The answer is that I do not believe, as Santorum purports to, that all life is sacred. This is not the view underpinning my vegan lifestyle, or opposition to capital punishment. What underpins the former is the belief that killing for nothing other than greed or pleasure is morally wrong; what underpins the latter that killing in a system that defines murder as legally and morally wrong is contradictory, barbaric and shows a level of violence out of step with the values of our society.
So, can I apply these statements to abortion, and come out of it unscathed? People do not have abortions in order to feel pleasure or out of greed, in the way they kill animals in order to tantalise their tastebuds, and for no other reason. In fact, people have very good reasons for having abortions, such as mental health, financial constraints, emotional un-readiness for parenthood, health issues, or the desire to have bodily autonomy.
We punish those who murder because they cause a huge amount of suffering.
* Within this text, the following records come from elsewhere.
mod common;

use common::FakeTransport;
use filtered_stream::events::{ChannelSink, StreamEvent};
use filtered_stream::{Auth, Error, Method, RuleClient};
use serde_json::json;
use std::sync::mpsc;

const RULES_URL: &str = "http://api.test/rules";

#[test]
fn test_list_rules_returns_raw_body() {
    let listing = r#"{"data":[{"id":"1","value":"cats"}],"meta":{"sent":"now"}}"#;
    let transport = FakeTransport::new().reply(listing);
    let client = RuleClient::new(&transport, RULES_URL, "tok");

    assert_eq!(client.list_rules().unwrap(), listing.as_bytes());

    let req = transport.request(0);
    assert_eq!(req.method, Method::Get);
    assert_eq!(req.url, RULES_URL);
    assert_eq!(req.auth, Auth::Bearer("tok".into()));
}

#[test]
fn test_create_rule_body() {
    let transport = FakeTransport::new().reply(r#"{"meta":{"summary":{"created":1}}}"#);
    let client = RuleClient::new(&transport, RULES_URL, "tok");

    let (tx, rx) = mpsc::channel();
    let body = client.create_rule("foo", &*ChannelSink::new(tx)).unwrap();

    assert_eq!(body, br#"{"meta":{"summary":{"created":1}}}"#);
    assert_eq!(transport.request(0).method, Method::Post);
    assert_eq!(transport.request(0).content_type, "application/json");
    assert_eq!(transport.request_json(0), json!({"add": [{"value": "foo"}]}));
    assert_eq!(
        rx.try_iter().collect::<Vec<_>>(),
        vec![StreamEvent::Log(r#"{"add":[{"value":"foo"}]}"#.into())]
    );
}

#[test]
fn test_create_rule_escapes_quotes() {
    let transport = FakeTransport::new().reply("{}");
    let client = RuleClient::new(&transport, RULES_URL, "tok");

    let (tx, _rx) = mpsc::channel();
    client
        .create_rule(r#""exact phrase" \ lang:en"#, &*ChannelSink::new(tx))
        .unwrap();

    assert_eq!(
        transport.request_json(0),
        json!({"add": [{"value": "\"exact phrase\" \\ lang:en"}]})
    );
}

#[test]
fn test_delete_all_rules_collects_ids() {
    let transport = FakeTransport::new()
        .reply(r#"{"data":[{"id":"120","value":"cats"},{"id":"121","value":"dogs","tag":"pets"}]}"#)
        .reply(r#"{"meta":{"summary":{"deleted":2}}}"#);
    let client = RuleClient::new(&transport, RULES_URL, "tok");

    let body = client.delete_all_rules().unwrap();

    assert_eq!(body, br#"{"meta":{"summary":{"deleted":2}}}"#);
    assert_eq!(transport.requests.borrow().len(), 2);
    assert_eq!(transport.request(0).method, Method::Get);
    assert_eq!(transport.request(1).method, Method::Post);
    assert_eq!(
        transport.request_json(1),
        json!({"delete": {"ids": ["120", "121"]}})
    );
}

#[test]
fn test_delete_all_rules_on_empty_set_still_sends_delete() {
    let transport = FakeTransport::new()
        .reply(r#"{"meta":{"sent":"now","result_count":0}}"#)
        .reply(r#"{"meta":{"summary":{"deleted":0}}}"#);
    let client = RuleClient::new(&transport, RULES_URL, "tok");

    client.delete_all_rules().unwrap();

    assert_eq!(transport.requests.borrow().len(), 2);
    assert_eq!(transport.request_json(1), json!({"delete": {"ids": []}}));
}

#[test]
fn test_delete_all_rules_with_malformed_listing() {
    let transport = FakeTransport::new().reply("<html>Service Unavailable</html>");
    let client = RuleClient::new(&transport, RULES_URL, "tok");

    let err = client.delete_all_rules().unwrap_err();

    assert!(matches!(err, Error::Json { .. }));
    assert!(err.to_string().contains("<html>Service Unavailable</html>"));
    // No delete is attempted.
    assert_eq!(transport.requests.borrow().len(), 1);
}
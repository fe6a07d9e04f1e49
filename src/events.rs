use indicatif::{ProgressBar, ProgressStyle};
use std::io::{self, Write};
use std::path::PathBuf;
use std::sync::{Arc, Mutex, mpsc};
use std::time::Duration;

// ── Events from the pipeline ────────────────────────────────────────────────

#[derive(Debug, Clone, PartialEq, Eq)]
pub enum StreamEvent {
    Log(String),

    Connecting { url: String },
    Connected,

    /// A record was written. `seq` is its arrival number on the stream.
    RecordSaved { seq: u64, path: PathBuf },
    /// A record was discarded. Not shown on the console.
    RecordDropped { seq: u64, reason: String },

    Disconnected { reason: Option<String> },
    Reconnecting { attempt: u32, delay: Duration },

    Finished { received: u64, saved: u64, dropped: u64 },
}

// ── EventSink trait ─────────────────────────────────────────────────────────

/// Receiver for pipeline events. Called from the read loop and from persist workers.
pub trait EventSink: Send + Sync {
    fn send(&self, event: StreamEvent);
}

// ── Console sink ────────────────────────────────────────────────────────────

/// Human-readable progress for the CLI.
///
/// Every line goes to one writer (stderr by default), so stdout stays free
/// for response bodies. While connected a spinner shows running counts;
/// lines are written with the spinner suspended, and still written when the
/// spinner is hidden because stderr is not a terminal.
pub struct ConsoleSink {
    out: Mutex<Box<dyn Write + Send>>,
    show_spinner: bool,
    pb: Mutex<Option<ProgressBar>>,
    counts: Mutex<(u64, u64)>,
}

impl ConsoleSink {
    pub fn new() -> Arc<Self> {
        Self::build(Box::new(io::stderr()), true)
    }

    /// Write log lines to `out` instead of stderr, without a spinner.
    pub fn with_writer(out: Box<dyn Write + Send>) -> Arc<Self> {
        Self::build(out, false)
    }

    fn build(out: Box<dyn Write + Send>, show_spinner: bool) -> Arc<Self> {
        Arc::new(Self {
            out: Mutex::new(out),
            show_spinner,
            pb: Mutex::new(None),
            counts: Mutex::new((0, 0)),
        })
    }

    fn make_spinner() -> ProgressBar {
        let pb = ProgressBar::new_spinner();
        let style = ProgressStyle::default_spinner()
            .template("  {spinner:.green} [{elapsed_precise}] {msg}")
            .unwrap_or_else(|_| ProgressStyle::default_spinner());
        pb.set_style(style);
        pb.enable_steady_tick(Duration::from_millis(120));
        pb
    }

    fn write_line(&self, msg: &str) {
        if let Ok(mut out) = self.out.lock() {
            let _ = writeln!(out, "{}", msg);
            let _ = out.flush();
        }
    }

    fn println(&self, msg: String) {
        let pb = self.pb.lock().ok().and_then(|guard| guard.clone());
        match pb {
            Some(pb) => pb.suspend(|| self.write_line(&msg)),
            None => self.write_line(&msg),
        }
    }

    fn bump(&self, saved: u64, dropped: u64) {
        let (s, d) = match self.counts.lock() {
            Ok(mut counts) => {
                counts.0 += saved;
                counts.1 += dropped;
                *counts
            }
            Err(_) => return,
        };
        if let Ok(guard) = self.pb.lock() {
            if let Some(pb) = guard.as_ref() {
                pb.set_message(format!("{} saved, {} dropped", s, d));
            }
        }
    }

    fn finish_spinner(&self) {
        if let Ok(mut guard) = self.pb.lock() {
            if let Some(pb) = guard.take() {
                pb.finish_and_clear();
            }
        }
    }
}

impl EventSink for ConsoleSink {
    fn send(&self, event: StreamEvent) {
        match event {
            StreamEvent::Log(msg) => self.println(msg),

            StreamEvent::Connecting { url } => self.println(format!("Connecting to {}", url)),
            StreamEvent::Connected => {
                if !self.show_spinner {
                    return;
                }
                if let Ok(mut guard) = self.pb.lock() {
                    if guard.is_none() {
                        let pb = Self::make_spinner();
                        pb.set_message("waiting for events...");
                        *guard = Some(pb);
                    }
                }
            }

            StreamEvent::RecordSaved { seq, path } => {
                self.println(format!("[{}] {} saved", seq, path.display()));
                self.bump(1, 0);
            }
            StreamEvent::RecordDropped { .. } => self.bump(0, 1),

            StreamEvent::Disconnected { reason } => {
                self.finish_spinner();
                match reason {
                    Some(reason) => self.println(format!("  Stream disconnected: {}", reason)),
                    None => self.println("  Stream closed by server".into()),
                }
            }
            StreamEvent::Reconnecting { attempt, delay } => {
                self.println(format!(
                    "  Reconnecting in {:.1}s (attempt {})",
                    delay.as_secs_f64(),
                    attempt
                ));
            }

            StreamEvent::Finished {
                received,
                saved,
                dropped,
            } => {
                self.finish_spinner();
                self.println(format!(
                    "  {} records received, {} saved, {} dropped",
                    received, saved, dropped
                ));
            }
        }
    }
}

// ── Channel sink ────────────────────────────────────────────────────────────

/// Forwards every event to a channel, for embedding and tests.
pub struct ChannelSink {
    tx: mpsc::Sender<StreamEvent>,
}

impl ChannelSink {
    pub fn new(tx: mpsc::Sender<StreamEvent>) -> Arc<Self> {
        Arc::new(Self { tx })
    }
}

impl EventSink for ChannelSink {
    fn send(&self, event: StreamEvent) {
        let _ = self.tx.send(event);
    }
}
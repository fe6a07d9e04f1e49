use crate::error::{Error, Result};
use base64::{Engine, engine::general_purpose::STANDARD};
use serde::Serialize;
use std::io::Read;
use std::time::Duration;

const FORM_CONTENT_TYPE: &str = "application/x-www-form-urlencoded";
const JSON_CONTENT_TYPE: &str = "application/json";

#[derive(Debug, Clone, Copy, PartialEq, Eq)]
pub enum Method {
    Get,
    Post,
}

#[derive(Debug, Clone, PartialEq, Eq)]
pub enum Auth {
    /// HTTP Basic, used only for the token exchange.
    Basic { user: String, password: String },
    Bearer(String),
}

impl Auth {
    pub fn header_value(&self) -> String {
        match self {
            Auth::Basic { user, password } => {
                format!("Basic {}", STANDARD.encode(format!("{user}:{password}")))
            }
            Auth::Bearer(token) => format!("Bearer {token}"),
        }
    }
}

/// A single request/response call against the API.
#[derive(Debug, Clone, PartialEq, Eq)]
pub struct ApiRequest {
    pub method: Method,
    pub url: String,
    pub auth: Auth,
    pub content_type: &'static str,
    pub body: Vec<u8>,
}

impl ApiRequest {
    pub fn get(url: &str, token: &str) -> Self {
        Self {
            method: Method::Get,
            url: url.to_string(),
            auth: Auth::Bearer(token.to_string()),
            content_type: JSON_CONTENT_TYPE,
            body: Vec::new(),
        }
    }

    pub fn post_json<T: Serialize>(url: &str, token: &str, body: &T) -> Result<Self> {
        let body = serde_json::to_vec(body).map_err(|e| Error::json(b"", e))?;
        Ok(Self {
            method: Method::Post,
            url: url.to_string(),
            auth: Auth::Bearer(token.to_string()),
            content_type: JSON_CONTENT_TYPE,
            body,
        })
    }

    pub fn post_form(url: &str, auth: Auth, body: &str) -> Self {
        Self {
            method: Method::Post,
            url: url.to_string(),
            auth,
            content_type: FORM_CONTENT_TYPE,
            body: body.as_bytes().to_vec(),
        }
    }

    /// The body as text, for logging.
    pub fn body_text(&self) -> String {
        String::from_utf8_lossy(&self.body).into_owned()
    }
}

/// The HTTP collaborator behind the token, rule and stream operations.
pub trait Transport {
    /// Send `request` and return the full response body. Non-2xx statuses are errors.
    fn execute(&self, request: &ApiRequest) -> Result<Vec<u8>>;

    /// Open the long-lived stream and return its body as an incremental reader.
    fn open_stream(&self, url: &str, token: &str) -> Result<Box<dyn Read>>;
}

/// `Transport` backed by a blocking `ureq` agent.
pub struct UreqTransport {
    /// Short-lived API calls.
    agent: ureq::Agent,
    /// The stream connection, which has no timeout.
    stream_agent: ureq::Agent,
    user_agent: Option<String>,
}

impl UreqTransport {
    pub fn new(user_agent: Option<String>) -> Self {
        let agent = ureq::Agent::config_builder()
            .timeout_global(Some(Duration::from_secs(30)))
            .http_status_as_error(false)
            .build()
            .new_agent();
        let stream_agent = ureq::Agent::config_builder()
            .http_status_as_error(false)
            .build()
            .new_agent();
        Self {
            agent,
            stream_agent,
            user_agent,
        }
    }

    fn decorate<B>(&self, builder: ureq::RequestBuilder<B>, auth: &Auth) -> ureq::RequestBuilder<B> {
        let builder = builder.header("Authorization", auth.header_value());
        match &self.user_agent {
            Some(name) => builder.header("User-Agent", name.as_str()),
            None => builder,
        }
    }
}

impl Transport for UreqTransport {
    fn execute(&self, request: &ApiRequest) -> Result<Vec<u8>> {
        let url = request.url.as_str();
        let result = match request.method {
            Method::Get => self
                .decorate(self.agent.get(url), &request.auth)
                .header("Content-Type", request.content_type)
                .call(),
            Method::Post => self
                .decorate(self.agent.post(url), &request.auth)
                .header("Content-Type", request.content_type)
                .send(request.body.as_slice()),
        };
        let resp = result.map_err(|source| Error::Transport {
            url: url.to_string(),
            source,
        })?;

        let status = resp.status();
        let mut body = Vec::new();
        resp.into_body().into_reader().read_to_end(&mut body)?;

        if !status.is_success() {
            return Err(Error::Status {
                url: url.to_string(),
                status: status.as_u16(),
                body: String::from_utf8_lossy(&body).into_owned(),
            });
        }
        Ok(body)
    }

    fn open_stream(&self, url: &str, token: &str) -> Result<Box<dyn Read>> {
        let resp = self
            .decorate(self.stream_agent.get(url), &Auth::Bearer(token.to_string()))
            .header("Content-Type", JSON_CONTENT_TYPE)
            .call()
            .map_err(|source| Error::Transport {
                url: url.to_string(),
                source,
            })?;

        let status = resp.status();
        let mut reader = resp.into_body().into_reader();
        if !status.is_success() {
            let mut body = Vec::new();
            reader.read_to_end(&mut body)?;
            return Err(Error::Status {
                url: url.to_string(),
                status: status.as_u16(),
                body: String::from_utf8_lossy(&body).into_owned(),
            });
        }
        Ok(Box::new(reader))
    }
}
#![allow(dead_code)]

use filtered_stream::events::StreamEvent;
use filtered_stream::{ApiRequest, Config, Error, Result, Transport};
use std::cell::RefCell;
use std::collections::{HashMap, VecDeque};
use std::io::{Cursor, Read};
use std::path::Path;

/// What `open_stream` hands back on each call.
pub enum StreamReply {
    Body(Vec<u8>),
    /// Yields `prefix`, then fails the read.
    Broken(Vec<u8>),
    Refused,
}

/// In-memory `Transport` that records requests and replays canned replies.
#[derive(Default)]
pub struct FakeTransport {
    replies: RefCell<VecDeque<Vec<u8>>>,
    streams: RefCell<VecDeque<StreamReply>>,
    pub requests: RefCell<Vec<ApiRequest>>,
    pub stream_opens: RefCell<Vec<(String, String)>>,
}

impl FakeTransport {
    pub fn new() -> Self {
        Self::default()
    }

    pub fn reply(self, body: &str) -> Self {
        self.replies.borrow_mut().push_back(body.as_bytes().to_vec());
        self
    }

    pub fn stream(self, reply: StreamReply) -> Self {
        self.streams.borrow_mut().push_back(reply);
        self
    }

    pub fn request(&self, n: usize) -> ApiRequest {
        self.requests.borrow()[n].clone()
    }

    pub fn request_json(&self, n: usize) -> serde_json::Value {
        serde_json::from_slice(&self.request(n).body).expect("request body is JSON")
    }
}

impl Transport for FakeTransport {
    fn execute(&self, request: &ApiRequest) -> Result<Vec<u8>> {
        self.requests.borrow_mut().push(request.clone());
        Ok(self
            .replies
            .borrow_mut()
            .pop_front()
            .expect("unexpected request"))
    }

    fn open_stream(&self, url: &str, token: &str) -> Result<Box<dyn Read>> {
        self.stream_opens
            .borrow_mut()
            .push((url.to_string(), token.to_string()));
        match self.streams.borrow_mut().pop_front() {
            Some(StreamReply::Body(bytes)) => Ok(Box::new(Cursor::new(bytes))),
            Some(StreamReply::Broken(prefix)) => Ok(Box::new(Cursor::new(prefix).chain(BrokenPipe))),
            Some(StreamReply::Refused) | None => Err(Error::Status {
                url: url.to_string(),
                status: 503,
                body: "unavailable".into(),
            }),
        }
    }
}

struct BrokenPipe;

impl Read for BrokenPipe {
    fn read(&mut self, _buf: &mut [u8]) -> std::io::Result<usize> {
        Err(std::io::Error::new(
            std::io::ErrorKind::ConnectionReset,
            "connection reset",
        ))
    }
}

pub fn config_with(pairs: &[(&str, &str)]) -> Config {
    let vars: HashMap<String, String> = pairs
        .iter()
        .map(|(k, v)| (k.to_string(), v.to_string()))
        .collect();
    Config::from_lookup(|key| vars.get(key).cloned()).expect("valid test config")
}

pub fn event_line(id: &str, text: &str) -> String {
    format!(r#"{{"data":{{"id":"{}","text":"{}"}}}}"#, id, text)
}

pub fn stored_files(dir: &Path) -> Vec<String> {
    let mut names: Vec<String> = std::fs::read_dir(dir)
        .unwrap()
        .map(|e| e.unwrap().file_name().to_string_lossy().into_owned())
        .collect();
    names.sort();
    names
}

pub fn saved_seqs(events: &[StreamEvent]) -> Vec<u64> {
    let mut seqs: Vec<u64> = events
        .iter()
        .filter_map(|e| match e {
            StreamEvent::RecordSaved { seq, .. } => Some(*seq),
            _ => None,
        })
        .collect();
    seqs.sort();
    seqs
}

/// Cloneable in-memory writer for capturing console output.
#[derive(Clone, Default)]
pub struct Captured(std::sync::Arc<std::sync::Mutex<Vec<u8>>>);

impl std::io::Write for Captured {
    fn write(&mut self, buf: &[u8]) -> std::io::Result<usize> {
        self.0.lock().unwrap().extend_from_slice(buf);
        Ok(buf.len())
    }

    fn flush(&mut self) -> std::io::Result<()> {
        Ok(())
    }
}

impl Captured {
    pub fn text(&self) -> String {
        String::from_utf8(self.0.lock().unwrap().clone()).unwrap()
    }
}
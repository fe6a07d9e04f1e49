use crate::events::{EventSink, StreamEvent};
use crate::record::{self, RejectReason};
use crate::store::ArtifactStore;
use std::sync::atomic::{AtomicU64, Ordering};
use std::sync::mpsc::{self, Receiver, SyncSender};
use std::sync::{Arc, Mutex};
use std::thread::{self, JoinHandle};

/// One received line, owned by whichever worker picks it up.
struct Job {
    seq: u64,
    bytes: Vec<u8>,
}

#[derive(Default)]
struct Tally {
    saved: AtomicU64,
    dropped: AtomicU64,
}

/// Fixed set of threads that decode and persist records.
///
/// Jobs queue in a bounded channel; `dispatch` blocks while it is full.
pub struct PersistPool {
    tx: Option<SyncSender<Job>>,
    workers: Vec<JoinHandle<()>>,
    tally: Arc<Tally>,
}

impl PersistPool {
    pub fn start(
        workers: usize,
        queue_capacity: usize,
        store: Arc<ArtifactStore>,
        sink: Arc<dyn EventSink>,
    ) -> Self {
        let (tx, rx) = mpsc::sync_channel::<Job>(queue_capacity.max(1));
        let rx = Arc::new(Mutex::new(rx));
        let tally = Arc::new(Tally::default());

        let workers = (0..workers.max(1))
            .map(|_| {
                let rx = Arc::clone(&rx);
                let store = Arc::clone(&store);
                let sink = Arc::clone(&sink);
                let tally = Arc::clone(&tally);
                thread::spawn(move || worker_loop(&rx, &store, &*sink, &tally))
            })
            .collect();

        Self {
            tx: Some(tx),
            workers,
            tally,
        }
    }

    /// Queue a record. Blocks while every worker is busy and the queue is full.
    pub fn dispatch(&self, seq: u64, bytes: Vec<u8>) {
        if let Some(tx) = &self.tx {
            // Only fails if every worker has exited, and they run until the sender drops.
            let _ = tx.send(Job { seq, bytes });
        }
    }

    pub fn saved(&self) -> u64 {
        self.tally.saved.load(Ordering::SeqCst)
    }

    pub fn dropped(&self) -> u64 {
        self.tally.dropped.load(Ordering::SeqCst)
    }

    /// Let the workers drain the queue, then wait for them.
    pub fn finish(mut self) -> (u64, u64) {
        self.join_workers();
        (self.saved(), self.dropped())
    }

    fn join_workers(&mut self) {
        self.tx.take();
        for handle in self.workers.drain(..) {
            let _ = handle.join();
        }
    }
}

impl Drop for PersistPool {
    fn drop(&mut self) {
        self.join_workers();
    }
}

fn worker_loop(
    rx: &Mutex<Receiver<Job>>,
    store: &ArtifactStore,
    sink: &dyn EventSink,
    tally: &Tally,
) {
    loop {
        let job = match rx.lock() {
            Ok(rx) => rx.recv(),
            Err(_) => return,
        };
        let Ok(job) = job else {
            return;
        };

        match persist(store, &job.bytes) {
            Ok(path) => {
                tally.saved.fetch_add(1, Ordering::SeqCst);
                sink.send(StreamEvent::RecordSaved { seq: job.seq, path });
            }
            Err(reason) => {
                tally.dropped.fetch_add(1, Ordering::SeqCst);
                sink.send(StreamEvent::RecordDropped {
                    seq: job.seq,
                    reason: reason.to_string(),
                });
            }
        }
    }
}

fn persist(store: &ArtifactStore, raw: &[u8]) -> Result<std::path::PathBuf, RejectReason> {
    let id = record::event_id(raw)?;
    store
        .put(&id, raw)
        .map_err(|e| RejectReason::WriteFailed(e.to_string()))
}
use filtered_stream::events::ConsoleSink;
use filtered_stream::{Config, UreqTransport, cli_parse, dispatch};

fn main() -> anyhow::Result<()> {
    // A missing .env is fine; the real environment still applies.
    dotenv::dotenv().ok();

    let cli = cli_parse();
    let config = Config::from_env()?;
    let transport = UreqTransport::new(config.app_name.clone());
    let sink = ConsoleSink::new();

    // Response bodies and the token only; progress goes to stderr via the sink.
    let mut out = std::io::stdout();
    dispatch(&cli.command, &config, &transport, sink, &mut out)
}
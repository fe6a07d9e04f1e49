use crate::config::Config;
use crate::error::{Error, Result};
use crate::http::{ApiRequest, Auth, Transport};
use serde::Deserialize;

#[derive(Deserialize)]
struct TokenResponse {
    access_token: String,
}

/// Return the bearer token: the configured access token if there is one,
/// otherwise a fresh app-only token from the client-credentials exchange.
pub fn get_token(config: &Config, transport: &dyn Transport) -> Result<String> {
    if let Some(token) = &config.access_token {
        return Ok(token.clone());
    }

    let (Some(key), Some(secret)) = (&config.api_key, &config.api_secret) else {
        return Err(Error::MissingCredentials);
    };

    let request = ApiRequest::post_form(
        &config.token_url,
        Auth::Basic {
            user: key.clone(),
            password: secret.clone(),
        },
        "grant_type=client_credentials",
    );
    let body = transport.execute(&request)?;
    parse_token(&body)
}

fn parse_token(body: &[u8]) -> Result<String> {
    let resp: TokenResponse = serde_json::from_slice(body).map_err(|e| Error::json(body, e))?;
    Ok(resp.access_token)
}
pub mod cli;
pub mod commands;
pub mod config;
pub mod error;
pub mod events;
pub mod http;
pub mod pipeline;
pub mod reconnect;
pub mod record;
pub mod rules;
pub mod store;
pub mod token;
pub mod workers;

pub use cli::{Cli, Commands, RuleAction, cli_parse};
pub use commands::dispatch;
pub use config::{Config, StreamSettings};
pub use error::{Error, Result};
pub use http::{ApiRequest, Auth, Method, Transport, UreqTransport};
pub use pipeline::{StreamEnd, StreamSummary, run_stream};
pub use reconnect::ReconnectPolicy;
pub use rules::{Rule, RuleClient};
pub use store::ArtifactStore;
pub use token::get_token;
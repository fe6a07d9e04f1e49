//! Decoding of streamed event records.
//!
//! Only the envelope `{"data": {"id": ...}}` is read; every other field is
//! left untouched and the raw bytes are what gets stored.

use serde::Deserialize;
use std::fmt;

#[derive(Deserialize)]
struct Envelope {
    data: EventData,
}

#[derive(Deserialize)]
struct EventData {
    id: String,
}

/// Why a record was not stored.
#[derive(Debug, Clone, PartialEq, Eq)]
pub enum RejectReason {
    /// Not JSON, or no `data.id` string.
    Malformed(String),
    /// The identifier cannot be used as a file name.
    UnsafeIdentifier(String),
    /// Decoded fine but the write failed.
    WriteFailed(String),
}

impl fmt::Display for RejectReason {
    fn fmt(&self, f: &mut fmt::Formatter<'_>) -> fmt::Result {
        match self {
            RejectReason::Malformed(e) => write!(f, "malformed record: {e}"),
            RejectReason::UnsafeIdentifier(id) => write!(f, "unusable identifier '{id}'"),
            RejectReason::WriteFailed(e) => write!(f, "write failed: {e}"),
        }
    }
}

/// Extract the event identifier from one raw record.
pub fn event_id(raw: &[u8]) -> Result<String, RejectReason> {
    let envelope: Envelope =
        serde_json::from_slice(raw).map_err(|e| RejectReason::Malformed(e.to_string()))?;
    let id = envelope.data.id;
    if !is_safe_identifier(&id) {
        return Err(RejectReason::UnsafeIdentifier(id));
    }
    Ok(id)
}

fn is_safe_identifier(id: &str) -> bool {
    !id.is_empty()
        && id
            .bytes()
            .all(|b| b.is_ascii_alphanumeric() || b == b'-' || b == b'_')
}
use std::path::PathBuf;
use thiserror::Error;

/// Errors returned by the API client and the stream pipeline.
#[derive(Debug, Error)]
pub enum Error {
    #[error("HTTP request to {url} failed: {source}")]
    Transport {
        url: String,
        #[source]
        source: ureq::Error,
    },

    #[error("{url} responded with status {status}: {body}")]
    Status {
        url: String,
        status: u16,
        body: String,
    },

    #[error("Error parsing this JSON:\n{payload}\n{source}")]
    Json {
        payload: String,
        #[source]
        source: serde_json::Error,
    },

    #[error(transparent)]
    Io(#[from] std::io::Error),

    #[error(
        "no credentials: set TWITTER_ACCESS_TOKEN, or both TWITTER_API_KEY and TWITTER_API_SECRET"
    )]
    MissingCredentials,

    #[error("invalid value for {name}: '{value}'")]
    InvalidSetting { name: &'static str, value: String },

    #[error("output directory '{0}' does not exist")]
    MissingOutputDir(PathBuf),
}

impl Error {
    /// Wrap a JSON decode failure, keeping the offending payload for the diagnostic.
    pub fn json(payload: &[u8], source: serde_json::Error) -> Self {
        Self::Json {
            payload: String::from_utf8_lossy(payload).into_owned(),
            source,
        }
    }
}

pub type Result<T> = std::result::Result<T, Error>;
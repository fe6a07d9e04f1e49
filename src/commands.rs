use crate::cli::{Commands, RuleAction};
use crate::config::Config;
use crate::events::{EventSink, StreamEvent};
use crate::http::Transport;
use crate::pipeline;
use crate::rules::RuleClient;
use crate::token::get_token;
use anyhow::{Context, Result};
use std::io::Write;
use std::sync::Arc;

/// Run one CLI command. Response bodies and the token go to `out`.
pub fn dispatch(
    command: &Commands,
    config: &Config,
    transport: &dyn Transport,
    sink: Arc<dyn EventSink>,
    out: &mut dyn Write,
) -> Result<()> {
    match command {
        Commands::Token => {
            let token = get_token(config, transport).context("Failed to obtain bearer token")?;
            writeln!(out, "{}", token)?;
        }
        Commands::Rule { action } => {
            let token = get_token(config, transport).context("Failed to obtain bearer token")?;
            let client = RuleClient::new(transport, &config.rules_url, &token);
            let body = match action {
                RuleAction::Ls => client.list_rules().context("Failed to list rules")?,
                RuleAction::Rm => client.delete_all_rules().context("Failed to delete rules")?,
                RuleAction::New { query } => client
                    .create_rule(query, &*sink)
                    .context("Failed to create rule")?,
            };
            writeln!(out, "{}", String::from_utf8_lossy(&body))?;
        }
        Commands::Stream => {
            let token = get_token(config, transport).context("Failed to obtain bearer token")?;
            sink.send(StreamEvent::Log("Listening to the stream…".into()));
            pipeline::run_stream(
                transport,
                &config.stream_url,
                &token,
                &config.stream,
                sink.clone(),
            )
            .context("Stream ended with an error")?;
        }
    }
    Ok(())
}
A murder victim leaves behind distraught family and friends, because the person they killed has, in their life, established bonds and connections, engendered emotions, created art, made people laugh or simply improved someone else’s life just by existing. The same is true for victims of capital punishment.
An unwanted foetus, by contrast, has not made the same impact on others’ lives. It is not, in the fullest sense of the word, alive, or conscious. We ensure this by restricting abortions beyond the 24-week mark, where the line becomes very blurred. Ultimately, the life and well-being (bodily or emotional) of the fully-conscious and developed person whose body is being transformed to house a collection of cells which may, one day, become a baby, is the priority.
This is not to shy away from the facts. Although in the early stages of pregnancy a foetus is, as I have said, not truly a person with rights and hopes and dreams, an abortion cuts off a potential life, and many argue that the only way to look at this scenario is, if not murder, then killing. That’s fine. Because killing the foetus growing in my uterus, with no suffering on its part and minimal on mine (because abortion is proven to be much safer than childbirth), is preferable to being forced to give birth to a baby I don’t want (if you want proof of that, then here it is).
Therefore, relying on the maxim ‘all life is sacred’ provides a dangerous license to actually inflict suffering on people. Instead, why not try the maxim, ‘I’ll try to avoid killing and suffering when it is not necessary.’ This is, if anything, the belief underpinning my world view. Abortion is necessary, for a vast number of reasons. A plate of steak, for many of us, is not; nor is state-sanctioned murder. Nor is a country rules by Rick Santorum, for that matter.